Un viaje en el tiempo a la Atenas del Siglo de Oro

21/03/2018

Si pudiésemos teletransportarnos al año 447 a. C  y aparecer justo en lo alto de la famosa Acrópolis de Atenas, veríamos un amplio solar en ruinas y a unos cuantos hombres colocando piedras en el centro exacto de su superficie. Esas piedras serían el embrión de lo que, quince años después, se llamaría Partenón.

¿Te imaginas? ¿Pasar el control de embarque, subir al avión de Iberia, sentarte cómodamente en tu asiento y, varias horas después, desembarcar en el llamado Siglo de Oro atenienese o siglo de Pericles? Sería increíble… Pero claro, para sacar mayor partida de la visita sería mejor visitarlo algo más tarde, a finales del siglo, cuando la gloria de la Acrópolis y de Atenas habían alcanzado su pleno apogeo.

Embarquemos.

El avión toca tierra. Las azafatas nos reparten un chitón (túnica) y un himatión (capa) a cada pasajero (tanto hombres como mujeres) para pasar desapercibidos. Bajamos del avión y nos dirigimos a Atenas; en este momento la ciudad ha vivido un gran resurgimiento y eso se observa, se siente.

Penetramos a Atenas por el Dípilon, la puerta situada al noroeste de la ciudad. Aquí comienza la vía Panatenaica, la calle principal, que conduce hasta la colina de la Acrópolis. En un paseo por las calles se observan a los atenienses, afanosos en sus quehaceres, centrados en el comercio marítimo y artesanal.
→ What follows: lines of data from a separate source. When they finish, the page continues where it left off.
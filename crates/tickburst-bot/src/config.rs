//! Application configuration.

use crate::error::{AppError, AppResult};
use rust_decimal::Decimal;
use serde::Deserialize;
use std::time::Duration;
use tickburst_exec::{BurstConfig, RequestConfig};
use tickburst_feed::TickSourceConfig;

/// Environment variable overriding the config-file API key.
pub const ENV_API_KEY: &str = "TICKBURST_API_KEY";
/// Environment variable overriding the config-file API secret.
pub const ENV_API_SECRET: &str = "TICKBURST_API_SECRET";

/// Application configuration, loaded from a TOML file.
///
/// Every field has a reference default, so an empty file is a valid
/// testnet configuration apart from the credentials.
#[derive(Debug, Clone, Deserialize)]
pub struct AppConfig {
    /// Book-ticker stream URL.
    #[serde(default = "default_ws_url")]
    pub ws_url: String,
    /// REST base URL, ending in a slash.
    #[serde(default = "default_base_url")]
    pub base_url: String,
    /// Exchange API key. Overridable via `TICKBURST_API_KEY`.
    #[serde(default)]
    pub api_key: String,
    /// Exchange API secret. Overridable via `TICKBURST_API_SECRET`.
    #[serde(default)]
    pub api_secret: String,
    /// Trading symbol.
    #[serde(default = "default_symbol")]
    pub symbol: String,
    /// Signing algorithm name; unknown names abort startup.
    #[serde(default = "default_sign_algo")]
    pub sign_algo: String,
    /// Request validity window in milliseconds.
    #[serde(default = "default_recv_window_ms")]
    pub recv_window_ms: u64,
    /// Order quantity per burst unit.
    #[serde(default = "default_quantity")]
    pub quantity: Decimal,
    /// Number of burst rounds.
    #[serde(default = "default_rounds")]
    pub rounds: u32,
    /// Orders per side per round.
    #[serde(default = "default_orders_per_side")]
    pub orders_per_side: u32,
    /// Buy offset below mid.
    #[serde(default = "default_spread")]
    pub spread_down: Decimal,
    /// Sell offset above mid.
    #[serde(default = "default_spread")]
    pub spread_up: Decimal,
    /// Seconds to let resting orders sit before cancelling.
    #[serde(default = "default_dwell_secs")]
    pub dwell_secs: u64,
    /// Worker pool size for burst fan-out.
    #[serde(default = "default_workers")]
    pub workers: usize,
}

fn default_ws_url() -> String {
    "wss://stream.binancefuture.com/ws/btcusdt@bookTicker".to_string()
}

fn default_base_url() -> String {
    "https://testnet.binancefuture.com/fapi/".to_string()
}

fn default_symbol() -> String {
    "BTCUSDT".to_string()
}

fn default_sign_algo() -> String {
    "sha256".to_string()
}

fn default_recv_window_ms() -> u64 {
    10_000
}

fn default_quantity() -> Decimal {
    Decimal::new(1, 2) // 0.01
}

fn default_rounds() -> u32 {
    10
}

fn default_orders_per_side() -> u32 {
    50
}

fn default_spread() -> Decimal {
    Decimal::new(15, 2) // 0.15
}

fn default_dwell_secs() -> u64 {
    10
}

fn default_workers() -> usize {
    8
}

impl Default for AppConfig {
    fn default() -> Self {
        toml::from_str("").expect("empty config deserializes from defaults")
    }
}

impl AppConfig {
    /// Load from a specific file.
    pub fn from_file(path: &str) -> AppResult<Self> {
        let content = std::fs::read_to_string(path)
            .map_err(|e| AppError::Config(format!("Failed to read config: {e}")))?;

        toml::from_str(&content)
            .map_err(|e| AppError::Config(format!("Failed to parse config: {e}")))
    }

    /// Apply credential overrides from the environment.
    pub fn apply_env_overrides(&mut self) {
        self.override_credentials(
            std::env::var(ENV_API_KEY).ok(),
            std::env::var(ENV_API_SECRET).ok(),
        );
    }

    fn override_credentials(&mut self, api_key: Option<String>, api_secret: Option<String>) {
        if let Some(key) = api_key {
            self.api_key = key;
        }
        if let Some(secret) = api_secret {
            self.api_secret = secret;
        }
    }

    /// Feed configuration.
    pub fn tick_source_config(&self) -> TickSourceConfig {
        TickSourceConfig {
            url: self.ws_url.clone(),
        }
    }

    /// Static request parameters.
    pub fn request_config(&self) -> RequestConfig {
        RequestConfig {
            base_url: self.base_url.clone(),
            api_key: self.api_key.clone(),
            symbol: self.symbol.clone(),
            recv_window_ms: self.recv_window_ms,
            quantity: self.quantity,
        }
    }

    /// Orchestrator knobs.
    pub fn burst_config(&self) -> BurstConfig {
        BurstConfig {
            rounds: self.rounds,
            orders_per_side: self.orders_per_side,
            spread_down: self.spread_down,
            spread_up: self.spread_up,
            dwell: Duration::from_secs(self.dwell_secs),
            workers: self.workers,
        }
    }
}

#[cfg(test)]
mod tests {
    use super::*;
    use rust_decimal_macros::dec;

    #[test]
    fn test_defaults_match_reference_workload() {
        let config = AppConfig::default();
        assert_eq!(config.rounds, 10);
        assert_eq!(config.orders_per_side, 50);
        assert_eq!(config.spread_down, dec!(0.15));
        assert_eq!(config.spread_up, dec!(0.15));
        assert_eq!(config.dwell_secs, 10);
        assert_eq!(config.sign_algo, "sha256");
        assert_eq!(config.quantity, dec!(0.01));
        assert_eq!(config.symbol, "BTCUSDT");
        assert!(config.base_url.ends_with('/'));
    }

    #[test]
    fn test_parse_partial_toml() {
        let config: AppConfig = toml::from_str(
            r#"
            symbol = "ETHUSDT"
            rounds = 2
            orders_per_side = 3
            quantity = "0.5"
            spread_down = "0.10"
            "#,
        )
        .unwrap();
        assert_eq!(config.symbol, "ETHUSDT");
        assert_eq!(config.rounds, 2);
        assert_eq!(config.orders_per_side, 3);
        assert_eq!(config.quantity, dec!(0.5));
        assert_eq!(config.spread_down, dec!(0.10));
        // Untouched fields keep their defaults.
        assert_eq!(config.spread_up, dec!(0.15));
        assert_eq!(config.dwell_secs, 10);
    }

    #[test]
    fn test_credential_overrides() {
        let mut config = AppConfig::default();
        config.api_key = "file-key".to_string();
        config.override_credentials(Some("env-key".to_string()), None);
        assert_eq!(config.api_key, "env-key");
        assert_eq!(config.api_secret, "");
    }

    #[test]
    fn test_burst_config_mapping() {
        let config = AppConfig::default();
        let burst = config.burst_config();
        assert_eq!(burst.rounds, 10);
        assert_eq!(burst.dwell, Duration::from_secs(10));
    }

    #[test]
    fn test_missing_file_is_config_error() {
        let err = AppConfig::from_file("/nonexistent/tickburst.toml").unwrap_err();
        assert!(matches!(err, AppError::Config(_)));
    }
}
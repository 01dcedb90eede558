//! Order burst execution for tickburst.
//!
//! # Key Components
//!
//! - [`Signer`]: keyed-MAC request signing with a named algorithm registry
//! - [`RequestReactor`]: shared non-blocking HTTP dispatch loop with a
//!   concurrent registration surface and a drain gate
//! - [`RequestBuilder`]: canonical query-string assembly for order and
//!   cancel calls
//! - [`BurstOrchestrator`]: the bounded-round control loop (await tick,
//!   fan out orders, drain, dwell, fan out cancels, drain)
//!
//! The reactor splits responsibilities the same way the underlying
//! transport wants them split: many tasks may register work concurrently,
//! but a single dedicated task drives all in-flight transfers. The
//! in-flight gauge is the predicate arbitrating the two sides.

pub mod error;
pub mod orchestrator;
pub mod reactor;
pub mod request;
pub mod signer;

pub use error::{ExecError, ExecResult};
pub use orchestrator::{BurstConfig, BurstOrchestrator, RoundReport};
pub use reactor::{InFlightHandle, RequestOutcome, RequestReactor};
pub use request::{RequestBuilder, RequestConfig};
pub use signer::{ApiSecret, SignAlgo, Signer};
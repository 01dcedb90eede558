//! Time source abstraction.

/// Trait for obtaining current time, enabling testability.
pub trait Clock: Send + Sync {
    /// Returns current time in milliseconds since Unix epoch.
    fn now_ms(&self) -> u64;
}

/// System clock implementation using real time.
#[derive(Debug, Clone, Copy, Default)]
pub struct SystemClock;

impl Clock for SystemClock {
    fn now_ms(&self) -> u64 {
        std::time::SystemTime::now()
            .duration_since(std::time::UNIX_EPOCH)
            .expect("system time before Unix epoch")
            .as_millis() as u64
    }
}
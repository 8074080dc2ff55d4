use std::path::PathBuf;

use clap::Parser;
use clap::Subcommand;

use crate::mask::parse_mask;

#[derive(Debug, Subcommand, PartialEq)]
pub(crate) enum Command {
    /// List every permission in the table.
    List,
    /// Check whether a mask holds a permission.
    Check {
        /// Permission mask (decimal, 0x hex or 0b binary)
        #[arg(value_parser = parse_mask)]
        mask: u64,
        /// Permission name
        name: String,
    },
    /// Add permissions to a mask.
    Assign {
        /// Permission mask (decimal, 0x hex or 0b binary)
        #[arg(value_parser = parse_mask)]
        mask: u64,
        /// Permission names
        #[arg(required = true)]
        names: Vec<String>,
    },
    /// Remove permissions from a mask.
    Remove {
        /// Permission mask (decimal, 0x hex or 0b binary)
        #[arg(value_parser = parse_mask)]
        mask: u64,
        /// Permission names
        #[arg(required = true)]
        names: Vec<String>,
    },
    /// Show the permissions held by a mask.
    Decode {
        /// Permission mask (decimal, 0x hex or 0b binary)
        #[arg(value_parser = parse_mask)]
        mask: u64,
    },
    /// Build a mask from permission names.
    Encode {
        /// Permission names
        names: Vec<String>,
    },
    /// Report suspicious entries in the table.
    Lint,
}

/// Inspect and edit bitmask permission values.
#[derive(Debug, Parser)]
#[command(version, about, long_about = None)]
pub(crate) struct Cli {
    /// Turn debugging information on
    #[arg(short, long)]
    pub verbose: bool,

    /// Disable colored output
    #[arg(long)]
    pub no_color: bool,

    /// Yaml permission table to use instead of the built-in one
    #[arg(short, long)]
    pub table: Option<PathBuf>,

    /// The command to run
    #[clap(subcommand)]
    pub command: Command,
}
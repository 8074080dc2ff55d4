use thiserror::Error;

/// Error type for registry lookups.
#[derive(Debug, Clone, PartialEq, Eq, Error)]
pub enum Error {
    /// No definition in the table carries this name.
    #[error("Permission [{0}] not found.")]
    NotFound(String),
}

/// Convenient result alias for registry operations.
pub type Result<T> = std::result::Result<T, Error>;

/// Error type for reading permission tables.
#[derive(Debug, Error)]
pub enum TableError {
    #[error("IO error: {0}")]
    Io(#[from] std::io::Error),
    #[error("yaml deserialize error: {0}")]
    Yaml(#[from] serde_yaml::Error),
    #[error("unsupported version: {0}")]
    UnsupportedVersion(u8),
}
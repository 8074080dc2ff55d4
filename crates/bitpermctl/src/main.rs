mod cli;
mod commands;
mod error;
mod logging;
mod mask;

use std::io::Write;
use std::process::ExitCode;

use bitperm::{load_table, PermissionRegistry};
use clap::Parser;
use colored::Colorize;

use crate::cli::Cli;
use crate::error::CliError;

fn registry(cli: &Cli) -> Result<PermissionRegistry<'static>, CliError> {
    match &cli.table {
        Some(path) => {
            let table = load_table(path)?;
            print_debug!("loaded {} permissions from {}", table.len(), path.display());
            Ok(PermissionRegistry::new(table))
        }
        None => Ok(PermissionRegistry::default()),
    }
}

fn execute(cli: &Cli) -> Result<(), CliError> {
    let registry = registry(cli)?;
    let lines = commands::run(&cli.command, &registry)?;

    let mut stdout = std::io::stdout().lock();
    for line in lines {
        writeln!(stdout, "{line}")?;
    }
    Ok(())
}

fn main() -> ExitCode {
    let cli = Cli::parse();
    if let Err(e) = logging::setup(cli.verbose, cli.no_color) {
        // No logger to report through.
        let _ = writeln!(std::io::stderr(), "failed to set up logger: {e}");
        return ExitCode::FAILURE;
    }

    match execute(&cli) {
        Ok(()) => ExitCode::SUCCESS,
        Err(e) => {
            print_error!("{e}");
            ExitCode::FAILURE
        }
    }
}
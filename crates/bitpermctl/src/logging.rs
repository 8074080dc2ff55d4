// Colorized wrappers for logging

use fern::Dispatch;

#[inline(always)]
pub(crate) fn format_log(message: &str) -> String {
    let now = chrono::Local::now().format("%Y.%m.%d %H:%M:%S").to_string();
    format!("[{now}] {message}")
}

#[macro_export]
macro_rules! print_error {
    ($($arg:tt)*) => {
        let message = $crate::logging::format_log(&format!($($arg)*));
        log::error!("{}", message.bright_red());
    }
}

#[macro_export]
macro_rules! print_info {
    ($($arg:tt)*) => {
        let message = $crate::logging::format_log(&format!($($arg)*));
        log::info!("{message}");
    }
}

#[macro_export]
macro_rules! print_debug {
    ($($arg:tt)*) => {
        let message = $crate::logging::format_log(&format!($($arg)*));
        log::debug!("{}", message.dimmed());
    }
}

/// Setup the logger.
///
/// Logs go to stderr so command output on stdout stays pipeable.
pub(crate) fn setup(verbose: bool, no_color: bool) -> Result<(), log::SetLoggerError> {
    let log_level = if verbose {
        log::LevelFilter::Debug
    } else {
        log::LevelFilter::Info
    };
    Dispatch::new()
        .level(log::LevelFilter::Warn)
        .level_for("bitperm", log_level)
        .level_for("bitpermctl", log_level)
        .chain(std::io::stderr())
        .apply()?;

    if no_color {
        colored::control::set_override(false);
    }
    Ok(())
}
use std::borrow::Cow;

use bitperm_mask::PermissionSet;

use crate::{Error, PermissionDefinition, Result, DEFAULT_PERMISSIONS};

/// Ordered table of permission definitions and the bitmask operations over it.
///
/// The registry stores nothing about who holds which permission. Callers
/// keep their own masks and persist whatever the operations return.
///
/// Name lookups scan the table in order and use the first entry with a
/// matching name. The table is not validated on construction.
#[derive(Debug, Clone, PartialEq, Eq)]
pub struct PermissionRegistry<'a> {
    permissions: Cow<'a, [PermissionDefinition]>,
}

impl Default for PermissionRegistry<'static> {
    fn default() -> Self {
        Self::new(DEFAULT_PERMISSIONS)
    }
}

impl<'a> PermissionRegistry<'a> {
    /// Create a registry over a borrowed slice or an owned vector.
    pub fn new(permissions: impl Into<Cow<'a, [PermissionDefinition]>>) -> Self {
        let permissions = permissions.into();
        log::trace!("permission registry created with {} entries", permissions.len());
        Self { permissions }
    }

    /// The backing table, in its stored order.
    pub fn permissions_list(&self) -> &[PermissionDefinition] {
        &self.permissions
    }

    /// The first definition named `name`.
    pub fn definition(&self, name: &str) -> Result<&PermissionDefinition> {
        self.permissions
            .iter()
            .find(|p| p.name == name)
            .ok_or_else(|| {
                log::debug!("lookup of unknown permission {name:?}");
                Error::NotFound(name.to_owned())
            })
    }

    /// The value of the first definition named `name`.
    pub fn permission_value(&self, name: &str) -> Result<u64> {
        self.definition(name).map(|p| p.value)
    }

    /// Check whether `permissions` shares any bit with the named permission.
    ///
    /// A permission whose value is zero is never present.
    ///
    /// ```
    /// # use bitperm::PermissionRegistry;
    /// let registry = PermissionRegistry::default();
    /// assert!(registry.validate_permission(1 | 2 | 4, "GET")?);
    /// assert!(!registry.validate_permission(1 | 2 | 4, "DELETE")?);
    /// # Ok::<(), bitperm::Error>(())
    /// ```
    pub fn validate_permission(&self, permissions: u64, name: &str) -> Result<bool> {
        let definition = self.definition(name)?;
        Ok(PermissionSet::from_value(permissions).intersects(definition))
    }

    /// Return `permissions` with the named permission's bits set.
    pub fn assign_permission(&self, permissions: u64, name: &str) -> Result<u64> {
        let definition = self.definition(name)?;
        Ok(PermissionSet::from_value(permissions).with(definition).value())
    }

    /// Return `permissions` with the named permission's bits cleared.
    ///
    /// ```
    /// # use bitperm::PermissionRegistry;
    /// let registry = PermissionRegistry::default();
    /// assert_eq!(registry.remove_permission(1 | 2 | 4, "GET")?, 6);
    /// # Ok::<(), bitperm::Error>(())
    /// ```
    pub fn remove_permission(&self, permissions: u64, name: &str) -> Result<u64> {
        let definition = self.definition(name)?;
        Ok(PermissionSet::from_value(permissions)
            .without(definition)
            .value())
    }

    /// Assign every name in turn. Stops at the first unknown name.
    pub fn assign_all<S: AsRef<str>>(
        &self,
        permissions: u64,
        names: &[S],
    ) -> Result<u64> {
        names.iter().try_fold(permissions, |mask, name| {
            self.assign_permission(mask, name.as_ref())
        })
    }

    /// Remove every name in turn. Stops at the first unknown name.
    pub fn remove_all<S: AsRef<str>>(
        &self,
        permissions: u64,
        names: &[S],
    ) -> Result<u64> {
        names.iter().try_fold(permissions, |mask, name| {
            self.remove_permission(mask, name.as_ref())
        })
    }

    /// Mask holding exactly the named permissions.
    pub fn mask_of<S: AsRef<str>>(&self, names: &[S]) -> Result<u64> {
        self.assign_all(0, names)
    }

    /// Definitions present in `permissions`, in table order.
    pub fn matching(
        &self,
        permissions: u64,
    ) -> impl Iterator<Item = &PermissionDefinition> + '_ {
        let set = PermissionSet::from_value(permissions);
        self.permissions.iter().filter(move |p| set.intersects(*p))
    }

    /// Names of the permissions present in `permissions`, in table order.
    ///
    /// Bits that no definition covers are ignored. Zero-valued
    /// definitions such as `MANAGE` never appear.
    pub fn permissions(&self, permissions: u64) -> Vec<String> {
        self.matching(permissions)
            .map(|p| p.name.clone().into_owned())
            .collect()
    }
}
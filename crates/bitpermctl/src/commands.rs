use bitperm::{check_table, PermissionRegistry};
use colored::Colorize;

use crate::cli::Command;
use crate::error::CliError;
use crate::{print_debug, print_info};

/// Run a command against the registry and return the lines to print.
pub(crate) fn run(
    command: &Command,
    registry: &PermissionRegistry<'_>,
) -> Result<Vec<String>, CliError> {
    let lines: Vec<String> = match command {
        Command::List => registry
            .permissions_list()
            .iter()
            .map(|p| describe(&p.name, p.value, &p.description))
            .collect(),
        Command::Check { mask, name } => {
            let present = registry.validate_permission(*mask, name)?;
            print_debug!("{name} in {mask:#b}: {present}");
            vec![present.to_string()]
        }
        Command::Assign { mask, names } => {
            vec![registry.assign_all(*mask, names.as_slice())?.to_string()]
        }
        Command::Remove { mask, names } => {
            vec![registry.remove_all(*mask, names.as_slice())?.to_string()]
        }
        Command::Decode { mask } => registry
            .matching(*mask)
            .map(|p| describe(&p.name, p.value, &p.description))
            .collect(),
        Command::Encode { names } => vec![registry.mask_of(names.as_slice())?.to_string()],
        Command::Lint => {
            let issues = check_table(registry.permissions_list());
            if issues.is_empty() {
                print_info!("no issues in {} permissions", registry.permissions_list().len());
            }
            issues.iter().map(ToString::to_string).collect()
        }
    };
    Ok(lines)
}

fn describe(name: &str, value: u64, description: &str) -> String {
    if description.is_empty() {
        format!("{name:<12} {value:>20}")
    } else {
        format!("{name:<12} {value:>20}  {description}")
    }
}

#[cfg(test)]
mod tests {
    use bitperm::{Error, PermissionDefinition};

    use super::*;

    fn run_default(command: Command) -> Result<Vec<String>, CliError> {
        run(&command, &PermissionRegistry::default())
    }

    #[test]
    fn list_prints_every_entry_in_order() {
        let lines = run_default(Command::List).unwrap();
        assert_eq!(lines.len(), 8);
        assert!(lines[0].starts_with("MANAGE"));
        assert!(lines[7].starts_with("REJECT"));
    }

    #[test]
    fn check_reports_presence() {
        let lines = run_default(Command::Check {
            mask: 3,
            name: "GET".into(),
        })
        .unwrap();
        assert_eq!(lines, ["true"]);
    }

    #[test]
    fn assign_and_remove_print_new_mask() {
        let assigned = run_default(Command::Assign {
            mask: 1,
            names: vec!["POST".into(), "PUT".into()],
        })
        .unwrap();
        assert_eq!(assigned, ["7"]);

        let removed = run_default(Command::Remove {
            mask: 7,
            names: vec!["GET".into()],
        })
        .unwrap();
        assert_eq!(removed, ["6"]);
    }

    #[test]
    fn encode_builds_mask_from_names() {
        let lines = run_default(Command::Encode {
            names: vec!["APPROVE".into(), "REJECT".into()],
        })
        .unwrap();
        assert_eq!(lines, ["96"]);
    }

    #[test]
    fn decode_lists_present_permissions() {
        let lines = run_default(Command::Decode { mask: 1 | 2 | 128 }).unwrap();
        assert_eq!(lines.len(), 2);
        assert!(lines[0].starts_with("GET"));
        assert!(lines[1].starts_with("POST"));
    }

    #[test]
    fn unknown_name_is_an_error() {
        let err = run_default(Command::Check {
            mask: 1,
            name: "WRITE".into(),
        })
        .unwrap_err();
        assert!(matches!(
            err,
            CliError::Permission(Error::NotFound(ref name)) if name == "WRITE"
        ));
        assert_eq!(err.to_string(), "Permission [WRITE] not found.");
    }

    #[test]
    fn lint_uses_registry_table() {
        let table = [
            PermissionDefinition::new(1, "READ", ""),
            PermissionDefinition::new(1, "READ", ""),
        ];
        let registry = PermissionRegistry::new(&table[..]);
        let lines = run(&Command::Lint, &registry).unwrap();
        assert_eq!(
            lines,
            [
                "READ: entry #1 duplicates entry #0 and is unreachable",
                "READ: shares bits 0b1 with READ",
            ]
        );
    }

    #[test]
    fn describe_omits_empty_description() {
        assert_eq!(describe("READ", 1, ""), format!("{:<12} {:>20}", "READ", 1));
    }
}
Una vez subido el promontorio y pasando los Propileos, la monumental entrada de columnas dóricas de la Acrópolis, nuestra vista se maravillará ante la espectacular aparición, en lo más elevado del terreno, del imponente Partenón, con el tesoro escultórico de Fidias, compuesto de metopas, frisos y tímpanos. En su interior nos aguarda la gran estatua crisoelefantina (de oro y marfil) de doce metros de Atenea Partenos. En el momento de nuestra visita, el Erecteión, el templo dedicado a Atenea Polias, Poseidón y al mítico rey Erecteo, está casi terminado y en él se puede ver ya la bella tribuna de las Cariátides, columnas con figura femenina.

Otros templos se reparten sobre la superficie, como el pequeño de Atenea Niké, con su estatua de bronce en honor a la diosa, obra de Fidias o el Santuario de Artemisa Brauronia. A los pies de la colina se ven los primeros indicios constructivos de lo que será el Teatro de Dionisio.

Dejando la Acrópolis, nos acercamos al gran espacio que ocupa el Ágora, el centro de la actividad política, social y administrativa de la ciudad, situado en el barrio de Cerámico interior. Si tenemos suerte quizá podamos presenciar un discurso del gran Sócrates, acompañado de sus discípulos, entre ellos un joven Platón. A Pericles, en cambio, ya no podremos verlo. El gobernante que promovió gran parte de los cambios sociales y artísticos que encumbraron a la ciudad durante este siglo hace ya más de dos décadas que falleció.

Desde el Ágora, y siguiendo el río Erídano, recorremos el Cerámico interior hasta el barrio de los alfareros.  Sería toda una suerte que, durante el trayecto nos cruzáramos con alguno de los grandes autores teatrales de la época: Sófocles, Aristófanes o Eurípides. O quizá con el atómico Demócrito, para que pudiese explicarnos en primera persona su revolucionaria teoría del universo. Tras superar la muralla que separa el Cerámico Interior con el Exterior, llegamos hasta el cementerio principal de Atenas. Desde aquí, podemos ver el atardecer bañando con luz anaranjada las piedras níveas de la Acrópolis. Grecia brilla con luz propia en el cénit de su vida. Con esta imagen regresamos al avión. Miramos por la ventanilla y observamos la oscuridad más absoluta solo interrumpida por pequeñas luces procedentes de antorchas y hogueras.

Despedimos Atenas, ha sido un viaje único por la época gloriosa de una de  ciudades más increíbles de la tierra. Y hemos podido vivirla en primera persona.